This fall, expect to see an onslaught of social media posts about how scientists and engineers have failed us because they haven't invented hover boards, self-drying clothes, holographic sharks, or flying cars. These sorts of Back to the Future memes have been showing up on social media every October for the past few years, often with the dates misquoted. These posts also tend to lament the lack of the nifty technologies showcased in Back to the Future.

And it isn't just Back to the Future that makes people get all nostalgic for the science fiction technology of yesteryear. At the turn of the century, people also bemoaned the huge gap between the manned spaceflight program depicted in Stanley Kubrick's film adaptation of Arthur Clark's classic novel 2001: A Space Odyssey. We also don't have food in the form of pills, or robot butlers, or lightsabers, or holodecks, or wrist phones either. Oh wait, we do have wrist phones, so we can check that one off the list.

But maybe the tech that we do have is actually better than what is depicted in contemporary science fiction movies.

Here's what bothers me: the same people who use their smart phones to post these "Back to the Future Day" memes to Facebook, and demand that scientists get off their lazy butts and build a working hoverboard, often take the technology that we do have for granted. Remember that Marty and Doc Brown had to coordinate their efforts to steal the sports almanac from Biff using walkie talkies because the universe depicted in Back to the Future hadn't even conceived of the idea of a useful portable phone.

Back to the Future II - Marty with walkie talkie
If only Marty and Doc had cell phones

Granted, the network to use that phone wouldn't have existed in 1955 or 1985, but that isn't the point. Even in 2015, future Biff Junior and his gang have to go looking for Marty Junior in the diner to find out if he would join them in their criminal endeavors. Nowadays, that would probably be accomplished with an email or txt message, but those future kids didn't have the tech for that, so they had to wander around town actively looking for each other.

The point that I'm trying to make is that many science fiction stories made false predictions about where the advances in technology would occur. They make grand predictions in one field (flying cars or warp drives), but completely fail to anticipate potential advances in other fields (networking or computer UI). Real science may not have developed antigravity fields for hoverboards, but it has produced a consistent and exponential increase in computer power and connectivity that very few science fiction writers had anticipated.

Computers, smart phones, and the internet have become ubiquitous in our culture, giving everybody virtually instant and unlimited access to information and the sum of all human knowledge, and fostering intercontinental communication and collaboration.

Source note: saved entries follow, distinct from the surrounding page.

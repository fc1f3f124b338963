//! Error types shared across the sandbox and security modules.

use thiserror::Error;

/// Rejected configuration or policy values.
///
/// Raised eagerly by the validating constructors (`SandboxConfig::builder`,
/// `FileSystemPolicy::new`, `HostPattern::parse`, ...) so a bad value is
/// never discovered mid-execution.
#[derive(Debug, Error, Clone, PartialEq, Eq)]
pub enum ConfigError {
    #[error("invalid sandbox configuration: {0}")]
    InvalidConfig(String),

    #[error("invalid filesystem policy: {0}")]
    InvalidFilesystemPolicy(String),

    #[error("invalid host pattern '{pattern}': {reason}")]
    InvalidHostPattern { pattern: String, reason: String },

    #[error("unknown syscall name: {0}")]
    UnknownSyscall(String),
}

/// Result alias for configuration validation.
pub type ConfigResult<T> = std::result::Result<T, ConfigError>;
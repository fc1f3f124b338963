use anyhow::Result;

use crate::config::Config;
use crate::sandbox::{SyscallFilter, detect_capabilities};

pub fn run(config: &Config) -> Result<()> {
    let caps = detect_capabilities();

    println!("Sandbox Capabilities:");
    for line in caps.status_lines() {
        println!("{}", line);
    }
    println!();

    let sandbox = config.sandbox_config()?;
    let filter = SyscallFilter::from_config(&sandbox);
    println!("Configuration:");
    println!("  Enabled:     {}", sandbox.enabled());
    println!("  Mode:        {}", sandbox.mode());
    println!(
        "  Profile:     {} ({} syscalls allowed)",
        sandbox.syscall_profile(),
        filter.policy().len()
    );
    println!("  Timeout:     {}s", sandbox.timeout().as_secs_f64());
    match sandbox.cpu_time_limit() {
        Some(cpu) => println!("  CPU limit:   {}s", cpu.as_secs_f64()),
        None => println!("  CPU limit:   none"),
    }
    match sandbox.memory_limit_mb() {
        Some(mb) => println!("  Memory:      {} MB", mb),
        None => println!("  Memory:      unlimited"),
    }
    println!("  Max output:  {} bytes", sandbox.max_output_bytes());
    println!("  Workspace:   {}", config.workspace()?.display());
    println!(
        "  Network:     default {}",
        if config.network.default_allow { "allow" } else { "deny" }
    );
    if !config.network.allowed_hosts.is_empty() {
        println!("  Allow hosts: {:?}", config.network.allowed_hosts);
    }
    if !config.filesystem.allow_paths.is_empty() {
        println!("  Extra paths: {:?}", config.filesystem.allow_paths);
    }
    println!();

    let audit_path = config.audit_path()?;
    println!("Audit log:     {}", audit_path.display());
    if audit_path.exists() {
        let stats = config.open_audit_logger()?.get_statistics()?;
        println!(
            "  {} entries, {} executions ({} unsandboxed, {} killed)",
            stats.total_entries,
            stats.executions,
            stats.unsandboxed_executions,
            stats.killed_executions
        );
        if stats.corrupted_lines > 0 {
            println!("  WARNING: {} unreadable lines", stats.corrupted_lines);
        }
    }

    Ok(())
}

And this can be carried around at your fingertips at all times. Unfortunately, this also means that people have instant access to virtually unlimited misinformation, but there's always a price for progress.

You don't have to come from the 23rd century (like Mr. Scott) to think keyboards are "quaint".

I don't know about you, but I much prefer my laptop and cell phone over having a stupid hoverboard - say nothing of the internet infrastructure and protocols that allow me to write this very blog. Heck, I can't even skateboard anyway (though I do snowboard - very poorly). I'd also much rather have one of the self-driving cars that is set to hit the road within the next few years than to have a flying DeLorean. Letting the car drive itself so that I can turn commute time into productive work or leisure time is way more appealing to me than having to pilot my car through controlled inter-city airspace and having to worry about other drivers merging into my lane from above or below, instead of just left or right. Not to mention the stress and terror of getting caught in the turn radius of a semi-truck and the turbines of a 777 jet liner.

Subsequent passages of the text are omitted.